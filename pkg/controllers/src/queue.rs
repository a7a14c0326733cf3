//! Deduplicating work queue with per-key exponential backoff.

use pkg_types::meta::ObjectKey;
use std::collections::{HashMap, HashSet, VecDeque};
use std::time::Duration;
use tokio::time::Instant;

/// Retry delay policy: `base * 2^(failures - 1)`, never above `max`.
#[derive(Debug, Clone, Copy, PartialEq, Eq)]
pub struct Backoff {
    pub base: Duration,
    pub max: Duration,
}

impl Backoff {
    pub fn delay(&self, failures: u32) -> Duration {
        let exponent = failures.saturating_sub(1).min(31);
        self.base
            .checked_mul(1u32 << exponent)
            .map_or(self.max, |d| d.min(self.max))
    }
}

pub struct WorkQueue {
    ready: VecDeque<ObjectKey>,
    queued: HashSet<ObjectKey>,
    delayed: HashMap<ObjectKey, Instant>,
    failures: HashMap<ObjectKey, u32>,
    backoff: Backoff,
}

impl WorkQueue {
    pub fn new(backoff: Backoff) -> Self {
        Self {
            ready: VecDeque::new(),
            queued: HashSet::new(),
            delayed: HashMap::new(),
            failures: HashMap::new(),
            backoff,
        }
    }

    /// Queue `key` for immediate processing. A pending retry is superseded.
    pub fn add(&mut self, key: ObjectKey) {
        self.delayed.remove(&key);
        if self.queued.insert(key.clone()) {
            self.ready.push_back(key);
        }
    }

    /// Next key due at `now`, promoting expired retries first.
    pub fn pop(&mut self, now: Instant) -> Option<ObjectKey> {
        let mut due: Vec<(ObjectKey, Instant)> = self
            .delayed
            .iter()
            .filter(|(_, at)| **at <= now)
            .map(|(k, at)| (k.clone(), *at))
            .collect();
        due.sort_by_key(|(_, at)| *at);
        for (key, _) in due {
            self.add(key);
        }

        let key = self.ready.pop_front()?;
        self.queued.remove(&key);
        Some(key)
    }

    /// Schedule `key` again after its backoff delay. Returns the delay.
    pub fn retry_later(&mut self, key: ObjectKey, now: Instant) -> Duration {
        let failures = self.failures.entry(key.clone()).or_insert(0);
        *failures += 1;
        let delay = self.backoff.delay(*failures);
        if !self.queued.contains(&key) {
            self.delayed.insert(key, now + delay);
        }
        delay
    }

    /// Reset the failure count of `key` after a success.
    pub fn forget(&mut self, key: &ObjectKey) {
        self.failures.remove(key);
    }

    /// Earliest pending retry, if any.
    pub fn next_retry(&self) -> Option<Instant> {
        self.delayed.values().min().copied()
    }

    pub fn len(&self) -> usize {
        self.ready.len() + self.delayed.len()
    }

    pub fn is_empty(&self) -> bool {
        self.len() == 0
    }
}

#[cfg(test)]
mod tests {
    use super::*;

    fn backoff() -> Backoff {
        Backoff {
            base: Duration::from_millis(100),
            max: Duration::from_secs(1),
        }
    }

    fn key(name: &str) -> ObjectKey {
        ObjectKey::new("default", name)
    }

    #[test]
    fn test_backoff_doubles_and_caps() {
        let b = backoff();
        assert_eq!(b.delay(1), Duration::from_millis(100));
        assert_eq!(b.delay(2), Duration::from_millis(200));
        assert_eq!(b.delay(4), Duration::from_millis(800));
        assert_eq!(b.delay(5), Duration::from_secs(1));
        assert_eq!(b.delay(200), Duration::from_secs(1));
    }

    #[test]
    fn test_add_deduplicates() {
        let mut q = WorkQueue::new(backoff());
        q.add(key("a"));
        q.add(key("b"));
        q.add(key("a"));
        assert_eq!(q.len(), 2);

        let now = Instant::now();
        assert_eq!(q.pop(now), Some(key("a")));
        assert_eq!(q.pop(now), Some(key("b")));
        assert_eq!(q.pop(now), None);
        assert!(q.is_empty());
    }

    #[test]
    fn test_retry_waits_for_delay() {
        let mut q = WorkQueue::new(backoff());
        let now = Instant::now();
        let delay = q.retry_later(key("a"), now);
        assert_eq!(delay, Duration::from_millis(100));
        assert_eq!(q.next_retry(), Some(now + delay));

        assert_eq!(q.pop(now), None);
        assert_eq!(q.pop(now + delay), Some(key("a")));
        assert!(q.next_retry().is_none());
    }

    #[test]
    fn test_failures_accumulate_until_forgotten() {
        let mut q = WorkQueue::new(backoff());
        let now = Instant::now();
        q.retry_later(key("a"), now);
        assert_eq!(q.retry_later(key("a"), now), Duration::from_millis(200));

        q.forget(&key("a"));
        assert_eq!(q.retry_later(key("a"), now), Duration::from_millis(100));
    }

    #[test]
    fn test_event_supersedes_pending_retry() {
        let mut q = WorkQueue::new(backoff());
        let now = Instant::now();
        q.retry_later(key("a"), now);
        q.add(key("a"));
        assert!(q.next_retry().is_none());
        assert_eq!(q.pop(now), Some(key("a")));
    }
}
use pkg_constants::controller::APPSERVICE_KIND;
use pkg_constants::state::APPSERVICES;
use serde::{Deserialize, Serialize};

use crate::meta::{ObjectMeta, Resource};
use crate::pod::{EnvVar, ResourceRequirements};
use crate::service::ServicePort;

// --- AppService spec ---

/// What the user asked for. `size` and `image` are required when decoding.
#[derive(Debug, Clone, PartialEq, Eq, Serialize, Deserialize)]
pub struct AppServiceSpec {
    /// Desired replica count
    pub size: u32,
    pub image: String,
    #[serde(default)]
    pub resources: ResourceRequirements,
    #[serde(default)]
    pub env: Vec<EnvVar>,
    #[serde(default)]
    pub ports: Vec<ServicePort>,
}

// --- AppService ---

/// Desired-state object reconciled into a Deployment and a Service of the same name.
#[derive(Debug, Clone, PartialEq, Serialize, Deserialize)]
pub struct AppService {
    pub metadata: ObjectMeta,
    pub spec: AppServiceSpec,
}

impl AppService {
    pub fn new(namespace: impl Into<String>, name: impl Into<String>, spec: AppServiceSpec) -> Self {
        Self {
            metadata: ObjectMeta::new(namespace, name),
            spec,
        }
    }
}

impl Resource for AppService {
    const KIND: &'static str = APPSERVICE_KIND;
    const PLURAL: &'static str = APPSERVICES;

    fn metadata(&self) -> &ObjectMeta {
        &self.metadata
    }

    fn metadata_mut(&mut self) -> &mut ObjectMeta {
        &mut self.metadata
    }
}
use pkg_constants::controller::{
    APPSERVICE_KIND, DEFAULT_BACKOFF_BASE_MS, DEFAULT_BACKOFF_MAX_SECS,
    DEFAULT_RECONCILE_TIMEOUT_SECS, DEFAULT_RESYNC_INTERVAL_SECS,
};
use pkg_constants::state::{APPSERVICES, DEPLOYMENTS, SERVICES};
use pkg_state::Registry;
use pkg_state::registry::parse_object_key;
use pkg_state::watch::WatchEvent;
use pkg_types::appservice::AppService;
use pkg_types::meta::{ObjectKey, ObjectMeta, Resource};
use serde::Deserialize;
use std::time::Duration;
use tokio::sync::broadcast::error::RecvError;
use tokio::time::Instant;
use tokio_util::sync::CancellationToken;
use tracing::{debug, info, warn};

use crate::error::ReconcileError;
use crate::queue::{Backoff, WorkQueue};
use crate::reconciler::AppServiceReconciler;

/// Timing knobs of the controller loop.
#[derive(Debug, Clone)]
pub struct ControllerConfig {
    pub resync_interval: Duration,
    pub reconcile_timeout: Duration,
    pub backoff: Backoff,
}

impl Default for ControllerConfig {
    fn default() -> Self {
        Self {
            resync_interval: Duration::from_secs(DEFAULT_RESYNC_INTERVAL_SECS),
            reconcile_timeout: Duration::from_secs(DEFAULT_RECONCILE_TIMEOUT_SECS),
            backoff: Backoff {
                base: Duration::from_millis(DEFAULT_BACKOFF_BASE_MS),
                max: Duration::from_secs(DEFAULT_BACKOFF_MAX_SECS),
            },
        }
    }
}

/// Controller that keeps every AppService's Deployment and Service in line.
/// Woken by store events and a periodic full resync; failed keys are retried
/// with backoff.
pub struct AppServiceController {
    registry: Registry,
    reconciler: AppServiceReconciler<Registry>,
    config: ControllerConfig,
    shutdown: CancellationToken,
}

impl AppServiceController {
    pub fn new(registry: Registry, config: ControllerConfig, shutdown: CancellationToken) -> Self {
        Self {
            reconciler: AppServiceReconciler::new(registry.clone()),
            registry,
            config,
            shutdown,
        }
    }

    /// Start the controller loop as a background task. It exits once the
    /// shutdown token is cancelled.
    pub fn start(self) -> tokio::task::JoinHandle<()> {
        tokio::spawn(async move {
            info!(
                "AppServiceController started (resync={}s, timeout={}s)",
                self.config.resync_interval.as_secs(),
                self.config.reconcile_timeout.as_secs()
            );
            self.run().await;
            info!("AppServiceController stopped");
        })
    }

    async fn run(&self) {
        let mut events = self.registry.events().subscribe();
        let mut queue = WorkQueue::new(self.config.backoff);
        let mut resync = tokio::time::interval(self.config.resync_interval);

        loop {
            if let Some(key) = queue.pop(Instant::now()) {
                self.process(&mut queue, key).await;
                if self.shutdown.is_cancelled() {
                    break;
                }
                continue;
            }

            let wake = queue
                .next_retry()
                .unwrap_or_else(|| Instant::now() + self.config.resync_interval);

            tokio::select! {
                _ = self.shutdown.cancelled() => break,
                _ = resync.tick() => self.enqueue_all(&mut queue).await,
                event = events.recv() => match event {
                    Ok(event) => {
                        if let Some(key) = owner_key(&event) {
                            queue.add(key);
                        }
                    }
                    Err(RecvError::Lagged(missed)) => {
                        warn!("AppServiceController missed {} events, resyncing", missed);
                        self.enqueue_all(&mut queue).await;
                    }
                    Err(RecvError::Closed) => break,
                },
                _ = tokio::time::sleep_until(wake) => {}
            }
        }
    }

    async fn process(&self, queue: &mut WorkQueue, key: ObjectKey) {
        let timeout = self.config.reconcile_timeout;
        let result = tokio::time::timeout(
            timeout,
            self.reconciler.reconcile_until(&key, &self.shutdown),
        )
        .await
        .unwrap_or_else(|_| {
            Err(ReconcileError::TimedOut {
                key: key.clone(),
                after: timeout,
            })
        });

        match result {
            Ok(report) => {
                debug!("AppService {}: {:?}", key, report);
                queue.forget(&key);
            }
            Err(e) => {
                let delay = queue.retry_later(key.clone(), Instant::now());
                if e.is_conflict() {
                    debug!("AppService {}: {}, retrying in {:?}", key, e, delay);
                } else {
                    warn!(
                        "AppService {}: reconcile failed, retrying in {:?}: {}",
                        key, delay, e
                    );
                }
            }
        }
    }

    async fn enqueue_all(&self, queue: &mut WorkQueue) {
        match self.registry.list::<AppService>(None).await {
            Ok(apps) => {
                for app in apps {
                    queue.add(app.key());
                }
            }
            Err(e) => warn!("AppServiceController resync list failed: {}", e),
        }
    }
}

#[derive(Deserialize)]
struct MetadataOnly {
    metadata: ObjectMeta,
}

/// The AppService a store event concerns, if any.
///
/// Child events map to their controlling owner. Deletions carry no value, so a
/// deleted child maps to the AppService of the same name.
fn owner_key(event: &WatchEvent) -> Option<ObjectKey> {
    let (plural, key) = parse_object_key(&event.key)?;
    match plural {
        APPSERVICES => Some(key),
        DEPLOYMENTS | SERVICES => match &event.value {
            None => Some(key),
            Some(value) => {
                let child: MetadataOnly = serde_json::from_slice(value).ok()?;
                child
                    .metadata
                    .controller_owner()
                    .filter(|owner| owner.kind == APPSERVICE_KIND)
                    .map(|owner| ObjectKey::new(key.namespace, owner.name.clone()))
            }
        },
        _ => None,
    }
}
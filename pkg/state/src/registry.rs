use async_trait::async_trait;
use chrono::Utc;
use pkg_constants::state::REGISTRY_ROOT;
use pkg_types::meta::{ObjectKey, Resource};
use std::sync::Arc;
use tokio::sync::Mutex;
use tracing::debug;
use uuid::Uuid;

use crate::client::StateStore;
use crate::error::StoreError;
use crate::watch::EventLog;

/// Narrow get/create/update contract the controllers are written against.
///
/// `create` fails with [`StoreError::AlreadyExists`] when the object is present.
/// `update` is a compare-and-swap on `metadata.resource_version` and fails with
/// [`StoreError::VersionConflict`] when the caller's copy is stale.
#[async_trait]
pub trait ObjectStore: Send + Sync {
    async fn get<R: Resource>(
        &self,
        namespace: &str,
        name: &str,
    ) -> Result<Option<R>, StoreError>;

    /// Returns the object as stored, with its assigned uid and version.
    async fn create<R: Resource>(&self, object: &R) -> Result<R, StoreError>;

    /// Returns the object as stored, with its bumped version.
    async fn update<R: Resource>(&self, object: &R) -> Result<R, StoreError>;
}

/// Storage key of an object: `/registry/<plural>/<namespace>/<name>`.
pub fn object_key<R: Resource>(namespace: &str, name: &str) -> String {
    format!("{}/{}/{}/{}", REGISTRY_ROOT, R::PLURAL, namespace, name)
}

/// Split a storage key back into its plural segment and object identity.
pub fn parse_object_key(key: &str) -> Option<(&str, ObjectKey)> {
    let rest = key.strip_prefix(REGISTRY_ROOT)?.strip_prefix('/')?;
    let mut parts = rest.splitn(3, '/');
    let plural = parts.next()?;
    let namespace = parts.next()?;
    let name = parts.next()?;
    if plural.is_empty() || namespace.is_empty() || name.is_empty() || name.contains('/') {
        return None;
    }
    Some((plural, ObjectKey::new(namespace, name)))
}

/// Typed, versioned object registry on top of the raw [`StateStore`].
#[derive(Clone)]
pub struct Registry {
    store: StateStore,
    /// Serializes read-compare-write so each create/update is atomic.
    write_lock: Arc<Mutex<()>>,
}

impl Registry {
    pub fn new(store: StateStore) -> Self {
        Self {
            store,
            write_lock: Arc::new(Mutex::new(())),
        }
    }

    /// Registry over a fresh in-memory store.
    pub async fn in_memory() -> Result<Self, StoreError> {
        let store = StateStore::in_memory()
            .await
            .map_err(StoreError::unavailable)?;
        Ok(Self::new(store))
    }

    pub fn events(&self) -> &EventLog {
        &self.store.event_log
    }

    pub fn into_store(self) -> StateStore {
        self.store
    }

    /// All objects of a kind, optionally restricted to one namespace.
    pub async fn list<R: Resource>(&self, namespace: Option<&str>) -> Result<Vec<R>, StoreError> {
        let prefix = match namespace {
            Some(ns) => format!("{}/{}/{}/", REGISTRY_ROOT, R::PLURAL, ns),
            None => format!("{}/{}/", REGISTRY_ROOT, R::PLURAL),
        };
        let entries = self
            .store
            .list_prefix(&prefix)
            .await
            .map_err(StoreError::unavailable)?;
        entries
            .into_iter()
            .map(|(key, value)| decode::<R>(&key, &value))
            .collect()
    }

    pub async fn delete<R: Resource>(&self, namespace: &str, name: &str) -> Result<(), StoreError> {
        let key = object_key::<R>(namespace, name);
        let _guard = self.write_lock.lock().await;
        if self.read::<R>(&key).await?.is_none() {
            return Err(StoreError::NotFound {
                kind: R::KIND,
                key: ObjectKey::new(namespace, name),
            });
        }
        self.store
            .delete(&key)
            .await
            .map_err(StoreError::unavailable)
    }

    async fn read<R: Resource>(&self, key: &str) -> Result<Option<R>, StoreError> {
        match self.store.get(key).await.map_err(StoreError::unavailable)? {
            Some(value) => decode(key, &value).map(Some),
            None => Ok(None),
        }
    }

    async fn write<R: Resource>(&self, key: &str, object: &R) -> Result<(), StoreError> {
        let data = serde_json::to_vec(object).map_err(|e| StoreError::Codec {
            key: key.to_string(),
            reason: e.to_string(),
        })?;
        self.store
            .put(key, &data)
            .await
            .map_err(StoreError::unavailable)
    }
}

fn decode<R: Resource>(key: &str, value: &[u8]) -> Result<R, StoreError> {
    serde_json::from_slice(value).map_err(|e| StoreError::Codec {
        key: key.to_string(),
        reason: e.to_string(),
    })
}

#[async_trait]
impl ObjectStore for Registry {
    async fn get<R: Resource>(
        &self,
        namespace: &str,
        name: &str,
    ) -> Result<Option<R>, StoreError> {
        self.read(&object_key::<R>(namespace, name)).await
    }

    async fn create<R: Resource>(&self, object: &R) -> Result<R, StoreError> {
        let id = object.key();
        let key = object_key::<R>(&id.namespace, &id.name);

        let _guard = self.write_lock.lock().await;
        if self.read::<R>(&key).await?.is_some() {
            return Err(StoreError::AlreadyExists { kind: R::KIND, key: id });
        }

        let mut stored = object.clone();
        stored.on_create();
        let meta = stored.metadata_mut();
        meta.uid = Uuid::new_v4().to_string();
        meta.resource_version = 1;
        meta.created_at = Utc::now();

        self.write(&key, &stored).await?;
        debug!("Created {} {}", R::KIND, id);
        Ok(stored)
    }

    async fn update<R: Resource>(&self, object: &R) -> Result<R, StoreError> {
        let id = object.key();
        let key = object_key::<R>(&id.namespace, &id.name);

        let _guard = self.write_lock.lock().await;
        let current: R = match self.read(&key).await? {
            Some(current) => current,
            None => return Err(StoreError::NotFound { kind: R::KIND, key: id }),
        };

        let actual = current.metadata().resource_version;
        let expected = object.metadata().resource_version;
        if expected != actual {
            return Err(StoreError::VersionConflict {
                kind: R::KIND,
                key: id,
                expected,
                actual,
            });
        }

        let mut stored = object.clone();
        let meta = stored.metadata_mut();
        meta.resource_version = actual + 1;
        meta.uid = current.metadata().uid.clone();
        meta.created_at = current.metadata().created_at;

        self.write(&key, &stored).await?;
        debug!(
            "Updated {} {} (version {})",
            R::KIND,
            id,
            stored.metadata().resource_version
        );
        Ok(stored)
    }
}
// libtransit/src/led.rs

//! State of the two indicator LEDs driven over the serial line.
//!
//! Only the requested mode and its deadline live here. Turning modes into
//! pin levels is the firmware's business.

use std::time::{Duration, Instant};

use derive_more::Display;

/// Display pattern of one LED
#[derive(Debug, Display, Clone, Copy, PartialEq, Eq, Default)]
#[cfg_attr(feature = "serde", derive(serde::Serialize))]
pub enum LedMode {
    /// Dark
    #[default]
    #[display(fmt = "off")]
    Off,
    /// Lit
    #[display(fmt = "on")]
    On,
    /// Blinking, first phase
    #[display(fmt = "blink1")]
    Blink1,
    /// Blinking, opposite phase to `Blink1`
    #[display(fmt = "blink2")]
    Blink2,
}

/// Mode of one LED and when it lapses
#[derive(Debug, Clone, Copy, PartialEq, Eq, Default)]
pub struct LedStatus {
    /// Current pattern
    pub mode: LedMode,
    /// When the mode lapses back to `Off`; `None` holds it indefinitely
    pub hold_until: Option<Instant>,
}

impl LedStatus {
    fn hold(&mut self, mode: LedMode, now: Instant, hold: Duration) {
        self.mode = mode;
        self.hold_until = Some(now + hold);
    }

    fn off(&mut self) {
        self.mode = LedMode::Off;
        self.hold_until = None;
    }

    /// Drop back to `Off` once the deadline has passed. Returns whether the
    /// mode changed.
    pub fn expire(&mut self, now: Instant) -> bool {
        match self.hold_until {
            Some(deadline) if now >= deadline => {
                self.off();
                true
            }
            _ => false,
        }
    }
}

/// LED1 shows status and activity, LED2 is reserved for errors.
#[derive(Debug, Clone, Copy, PartialEq, Eq, Default)]
pub struct LedPair {
    /// Status and activity LED
    pub led1: LedStatus,
    /// Error LED
    pub led2: LedStatus,
}

impl LedPair {
    /// Both LEDs off
    pub fn new() -> Self {
        Self::default()
    }

    /// Apply an LED command digit. Codes above 7 are ignored and reported
    /// as `false`.
    ///
    /// | code | LED1   | LED2   |
    /// |------|--------|--------|
    /// | 0    | off    | off    |
    /// | 1    | on     |        |
    /// | 2    |        | on     |
    /// | 3    | blink1 |        |
    /// | 4    |        | blink1 |
    /// | 5    | blink2 |        |
    /// | 6    |        | blink2 |
    /// | 7    | blink1 | blink2 |
    pub fn apply(&mut self, code: u8, now: Instant, hold: Duration) -> bool {
        match code {
            0 => {
                self.led1.off();
                self.led2.off();
            }
            1 => self.led1.hold(LedMode::On, now, hold),
            2 => self.led2.hold(LedMode::On, now, hold),
            3 => self.led1.hold(LedMode::Blink1, now, hold),
            4 => self.led2.hold(LedMode::Blink1, now, hold),
            5 => self.led1.hold(LedMode::Blink2, now, hold),
            6 => self.led2.hold(LedMode::Blink2, now, hold),
            7 => {
                self.led1.hold(LedMode::Blink1, now, hold);
                self.led2.hold(LedMode::Blink2, now, hold);
            }
            _ => return false,
        }
        log::debug!("led1={} led2={}", self.led1.mode, self.led2.mode);
        true
    }

    /// Turn off any LED whose hold has lapsed.
    pub fn expire(&mut self, now: Instant) -> bool {
        let a = self.led1.expire(now);
        let b = self.led2.expire(now);
        a || b
    }
}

^^^^

▶ _TASK ITEM_: In the material above, locate the line containing "use crate::error::ReconcileError;" and the line containing "token is cancelled.". Transcribe exactly those two lines and every line between them, and nothing more.

▶ _ANSWER TO THIS PROBLEM_:
use crate::error::ReconcileError;
use crate::queue::{Backoff, WorkQueue};
use crate::reconciler::AppServiceReconciler;

/// Timing knobs of the controller loop.
#[derive(Debug, Clone)]
pub struct ControllerConfig {
    pub resync_interval: Duration,
    pub reconcile_timeout: Duration,
    pub backoff: Backoff,
}

impl Default for ControllerConfig {
    fn default() -> Self {
        Self {
            resync_interval: Duration::from_secs(DEFAULT_RESYNC_INTERVAL_SECS),
            reconcile_timeout: Duration::from_secs(DEFAULT_RECONCILE_TIMEOUT_SECS),
            backoff: Backoff {
                base: Duration::from_millis(DEFAULT_BACKOFF_BASE_MS),
                max: Duration::from_secs(DEFAULT_BACKOFF_MAX_SECS),
            },
        }
    }
}

/// Controller that keeps every AppService's Deployment and Service in line.
/// Woken by store events and a periodic full resync; failed keys are retried
/// with backoff.
pub struct AppServiceController {
    registry: Registry,
    reconciler: AppServiceReconciler<Registry>,
    config: ControllerConfig,
    shutdown: CancellationToken,
}

impl AppServiceController {
    pub fn new(registry: Registry, config: ControllerConfig, shutdown: CancellationToken) -> Self {
        Self {
            reconciler: AppServiceReconciler::new(registry.clone()),
            registry,
            config,
            shutdown,
        }
    }

    /// Start the controller loop as a background task. It exits once the
    /// shutdown token is cancelled.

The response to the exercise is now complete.